Instructions for the task
A single count is required: the lines of the data below in which the word "DegenerateUpdate" occurs.

Data shown
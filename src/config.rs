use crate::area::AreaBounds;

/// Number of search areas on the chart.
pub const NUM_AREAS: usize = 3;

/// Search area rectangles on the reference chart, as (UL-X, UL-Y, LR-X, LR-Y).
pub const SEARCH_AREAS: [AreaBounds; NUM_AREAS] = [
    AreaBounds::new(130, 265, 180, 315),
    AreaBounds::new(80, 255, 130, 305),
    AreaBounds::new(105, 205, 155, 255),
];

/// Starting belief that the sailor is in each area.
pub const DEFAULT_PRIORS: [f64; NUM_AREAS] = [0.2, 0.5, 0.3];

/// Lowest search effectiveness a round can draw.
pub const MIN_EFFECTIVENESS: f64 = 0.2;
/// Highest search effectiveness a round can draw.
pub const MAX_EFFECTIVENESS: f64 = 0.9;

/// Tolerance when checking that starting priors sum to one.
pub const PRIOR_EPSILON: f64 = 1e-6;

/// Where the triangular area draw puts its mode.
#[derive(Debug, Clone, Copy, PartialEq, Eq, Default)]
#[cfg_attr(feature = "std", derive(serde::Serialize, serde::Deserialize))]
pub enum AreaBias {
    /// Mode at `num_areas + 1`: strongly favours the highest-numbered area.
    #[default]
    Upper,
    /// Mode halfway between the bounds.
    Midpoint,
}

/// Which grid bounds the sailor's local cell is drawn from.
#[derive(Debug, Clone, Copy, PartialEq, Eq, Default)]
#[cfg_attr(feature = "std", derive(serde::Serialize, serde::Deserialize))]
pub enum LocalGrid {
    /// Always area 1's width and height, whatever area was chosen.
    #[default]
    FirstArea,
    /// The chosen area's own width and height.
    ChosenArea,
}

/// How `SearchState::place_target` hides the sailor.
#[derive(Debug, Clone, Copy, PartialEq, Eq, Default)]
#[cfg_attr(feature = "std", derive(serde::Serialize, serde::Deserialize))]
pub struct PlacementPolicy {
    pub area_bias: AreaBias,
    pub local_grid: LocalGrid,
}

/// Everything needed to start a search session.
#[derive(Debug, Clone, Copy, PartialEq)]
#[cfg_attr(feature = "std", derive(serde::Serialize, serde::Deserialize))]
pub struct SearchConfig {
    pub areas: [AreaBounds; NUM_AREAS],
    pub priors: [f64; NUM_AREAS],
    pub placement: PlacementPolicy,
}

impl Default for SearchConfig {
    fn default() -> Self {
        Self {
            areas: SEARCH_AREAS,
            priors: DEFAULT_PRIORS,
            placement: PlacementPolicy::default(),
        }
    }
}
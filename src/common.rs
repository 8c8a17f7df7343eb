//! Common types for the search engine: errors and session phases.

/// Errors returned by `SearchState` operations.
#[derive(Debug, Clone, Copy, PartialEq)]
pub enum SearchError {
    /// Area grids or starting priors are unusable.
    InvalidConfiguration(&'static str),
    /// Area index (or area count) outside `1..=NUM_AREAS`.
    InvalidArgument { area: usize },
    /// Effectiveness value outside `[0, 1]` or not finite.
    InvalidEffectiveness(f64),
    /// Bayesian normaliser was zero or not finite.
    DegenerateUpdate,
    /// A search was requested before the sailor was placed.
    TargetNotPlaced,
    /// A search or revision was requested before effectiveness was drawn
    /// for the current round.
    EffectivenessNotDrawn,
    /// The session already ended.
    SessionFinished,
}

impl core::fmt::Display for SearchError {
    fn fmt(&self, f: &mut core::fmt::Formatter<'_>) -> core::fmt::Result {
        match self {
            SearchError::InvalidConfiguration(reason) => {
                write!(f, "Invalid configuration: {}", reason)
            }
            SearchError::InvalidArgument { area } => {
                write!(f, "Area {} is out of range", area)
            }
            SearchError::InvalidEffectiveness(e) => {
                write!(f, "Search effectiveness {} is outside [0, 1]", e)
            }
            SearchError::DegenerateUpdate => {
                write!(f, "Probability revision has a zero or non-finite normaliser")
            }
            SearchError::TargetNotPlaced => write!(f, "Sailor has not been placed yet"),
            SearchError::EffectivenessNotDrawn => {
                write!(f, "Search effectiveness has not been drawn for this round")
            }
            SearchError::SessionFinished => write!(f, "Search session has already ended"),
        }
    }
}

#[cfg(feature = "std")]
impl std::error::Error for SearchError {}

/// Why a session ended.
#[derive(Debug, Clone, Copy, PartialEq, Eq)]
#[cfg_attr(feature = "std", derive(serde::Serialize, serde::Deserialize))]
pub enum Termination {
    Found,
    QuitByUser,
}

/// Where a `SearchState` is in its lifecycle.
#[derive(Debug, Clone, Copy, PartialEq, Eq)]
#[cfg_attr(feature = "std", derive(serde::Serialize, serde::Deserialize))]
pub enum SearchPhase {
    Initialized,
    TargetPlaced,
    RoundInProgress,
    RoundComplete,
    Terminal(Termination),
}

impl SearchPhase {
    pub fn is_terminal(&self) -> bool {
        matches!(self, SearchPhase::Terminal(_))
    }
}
...
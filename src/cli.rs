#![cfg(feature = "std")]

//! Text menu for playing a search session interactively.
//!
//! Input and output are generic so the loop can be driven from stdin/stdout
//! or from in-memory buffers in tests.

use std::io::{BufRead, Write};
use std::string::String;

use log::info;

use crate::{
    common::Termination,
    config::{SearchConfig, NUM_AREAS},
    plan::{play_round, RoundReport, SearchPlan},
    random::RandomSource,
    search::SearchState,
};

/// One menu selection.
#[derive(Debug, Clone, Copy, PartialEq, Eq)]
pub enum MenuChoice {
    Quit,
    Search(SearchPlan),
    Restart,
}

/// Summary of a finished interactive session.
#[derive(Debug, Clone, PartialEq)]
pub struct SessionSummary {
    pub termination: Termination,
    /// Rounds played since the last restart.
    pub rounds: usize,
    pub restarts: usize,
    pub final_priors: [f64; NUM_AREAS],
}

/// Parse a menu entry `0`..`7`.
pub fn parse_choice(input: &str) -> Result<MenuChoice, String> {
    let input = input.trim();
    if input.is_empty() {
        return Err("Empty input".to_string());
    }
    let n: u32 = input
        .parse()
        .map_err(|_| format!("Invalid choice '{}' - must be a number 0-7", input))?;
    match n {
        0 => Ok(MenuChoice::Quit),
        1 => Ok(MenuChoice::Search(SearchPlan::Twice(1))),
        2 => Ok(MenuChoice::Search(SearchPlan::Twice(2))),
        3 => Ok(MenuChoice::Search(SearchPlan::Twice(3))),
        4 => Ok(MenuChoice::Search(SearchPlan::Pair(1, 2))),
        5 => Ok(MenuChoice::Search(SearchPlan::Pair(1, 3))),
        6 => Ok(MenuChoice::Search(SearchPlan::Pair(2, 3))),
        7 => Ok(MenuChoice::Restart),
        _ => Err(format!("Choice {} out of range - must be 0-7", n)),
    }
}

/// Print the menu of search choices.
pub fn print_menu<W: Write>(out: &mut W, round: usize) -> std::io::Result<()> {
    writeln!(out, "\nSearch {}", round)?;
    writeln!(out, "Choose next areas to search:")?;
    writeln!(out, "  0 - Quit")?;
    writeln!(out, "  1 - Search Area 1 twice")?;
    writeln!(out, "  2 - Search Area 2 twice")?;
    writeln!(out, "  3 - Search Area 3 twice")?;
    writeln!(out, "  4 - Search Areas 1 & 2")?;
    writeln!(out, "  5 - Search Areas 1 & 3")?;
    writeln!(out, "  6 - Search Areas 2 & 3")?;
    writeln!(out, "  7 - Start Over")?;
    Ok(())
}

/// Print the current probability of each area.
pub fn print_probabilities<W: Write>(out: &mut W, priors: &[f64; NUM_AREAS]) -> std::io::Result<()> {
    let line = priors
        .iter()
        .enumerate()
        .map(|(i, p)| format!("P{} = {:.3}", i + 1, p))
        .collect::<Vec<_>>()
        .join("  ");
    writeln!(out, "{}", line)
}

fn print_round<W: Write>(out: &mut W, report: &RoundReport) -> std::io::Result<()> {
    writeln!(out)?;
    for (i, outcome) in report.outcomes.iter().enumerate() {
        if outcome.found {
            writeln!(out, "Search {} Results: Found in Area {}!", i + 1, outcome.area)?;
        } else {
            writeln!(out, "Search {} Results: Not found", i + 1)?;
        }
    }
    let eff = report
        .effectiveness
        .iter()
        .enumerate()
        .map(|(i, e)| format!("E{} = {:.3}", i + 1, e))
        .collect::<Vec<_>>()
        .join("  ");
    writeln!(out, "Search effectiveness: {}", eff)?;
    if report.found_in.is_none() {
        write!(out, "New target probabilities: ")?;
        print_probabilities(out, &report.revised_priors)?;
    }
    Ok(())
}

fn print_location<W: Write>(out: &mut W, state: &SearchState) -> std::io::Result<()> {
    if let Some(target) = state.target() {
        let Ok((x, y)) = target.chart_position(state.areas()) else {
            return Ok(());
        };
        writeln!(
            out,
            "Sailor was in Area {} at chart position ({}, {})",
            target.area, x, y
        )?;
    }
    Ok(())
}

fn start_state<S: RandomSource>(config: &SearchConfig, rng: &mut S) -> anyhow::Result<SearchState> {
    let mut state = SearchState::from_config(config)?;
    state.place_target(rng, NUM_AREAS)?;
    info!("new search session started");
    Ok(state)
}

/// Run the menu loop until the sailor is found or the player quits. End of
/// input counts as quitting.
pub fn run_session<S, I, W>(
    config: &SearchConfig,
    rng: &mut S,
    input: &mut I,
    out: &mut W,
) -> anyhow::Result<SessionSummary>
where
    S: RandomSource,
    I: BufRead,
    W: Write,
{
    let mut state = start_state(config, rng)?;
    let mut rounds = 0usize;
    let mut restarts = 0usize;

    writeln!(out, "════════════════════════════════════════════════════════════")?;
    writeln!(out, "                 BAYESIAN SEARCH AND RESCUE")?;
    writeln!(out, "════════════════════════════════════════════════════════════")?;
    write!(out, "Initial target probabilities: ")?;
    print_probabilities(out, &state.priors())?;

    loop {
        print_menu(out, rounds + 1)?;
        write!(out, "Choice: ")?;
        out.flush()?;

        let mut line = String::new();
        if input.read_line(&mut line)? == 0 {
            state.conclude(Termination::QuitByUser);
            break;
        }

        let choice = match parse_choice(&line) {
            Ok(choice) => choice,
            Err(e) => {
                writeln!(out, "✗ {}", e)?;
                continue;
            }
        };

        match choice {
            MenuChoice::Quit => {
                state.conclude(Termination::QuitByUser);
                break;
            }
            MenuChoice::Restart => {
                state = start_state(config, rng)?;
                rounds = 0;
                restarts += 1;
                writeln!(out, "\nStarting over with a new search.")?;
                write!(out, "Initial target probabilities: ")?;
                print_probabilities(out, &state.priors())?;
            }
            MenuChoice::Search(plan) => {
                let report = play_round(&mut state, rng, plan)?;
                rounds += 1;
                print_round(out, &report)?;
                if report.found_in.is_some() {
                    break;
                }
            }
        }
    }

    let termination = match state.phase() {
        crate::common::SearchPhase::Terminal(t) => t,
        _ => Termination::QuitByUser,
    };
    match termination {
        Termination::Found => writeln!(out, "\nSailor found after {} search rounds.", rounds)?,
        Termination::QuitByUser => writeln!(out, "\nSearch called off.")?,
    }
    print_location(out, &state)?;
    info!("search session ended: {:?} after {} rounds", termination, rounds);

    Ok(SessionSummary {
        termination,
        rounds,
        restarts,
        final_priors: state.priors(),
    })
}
* * *
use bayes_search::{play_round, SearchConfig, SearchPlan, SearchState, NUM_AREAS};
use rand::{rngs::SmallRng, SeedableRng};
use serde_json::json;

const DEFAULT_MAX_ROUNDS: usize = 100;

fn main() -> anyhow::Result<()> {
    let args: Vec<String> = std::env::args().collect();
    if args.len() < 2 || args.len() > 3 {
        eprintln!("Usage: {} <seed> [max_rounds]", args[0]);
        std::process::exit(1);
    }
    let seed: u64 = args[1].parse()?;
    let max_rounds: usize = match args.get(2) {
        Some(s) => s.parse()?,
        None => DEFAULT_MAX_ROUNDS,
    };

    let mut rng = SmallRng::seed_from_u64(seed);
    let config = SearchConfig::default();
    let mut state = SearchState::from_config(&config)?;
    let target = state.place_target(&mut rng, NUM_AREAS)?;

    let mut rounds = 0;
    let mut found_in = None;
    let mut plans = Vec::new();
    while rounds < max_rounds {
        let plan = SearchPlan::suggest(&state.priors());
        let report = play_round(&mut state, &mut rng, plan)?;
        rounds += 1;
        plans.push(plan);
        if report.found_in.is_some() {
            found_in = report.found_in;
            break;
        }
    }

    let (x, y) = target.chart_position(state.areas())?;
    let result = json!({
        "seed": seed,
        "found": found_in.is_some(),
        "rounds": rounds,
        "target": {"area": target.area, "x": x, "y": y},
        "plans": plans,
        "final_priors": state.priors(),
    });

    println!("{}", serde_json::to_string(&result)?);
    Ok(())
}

Task response
2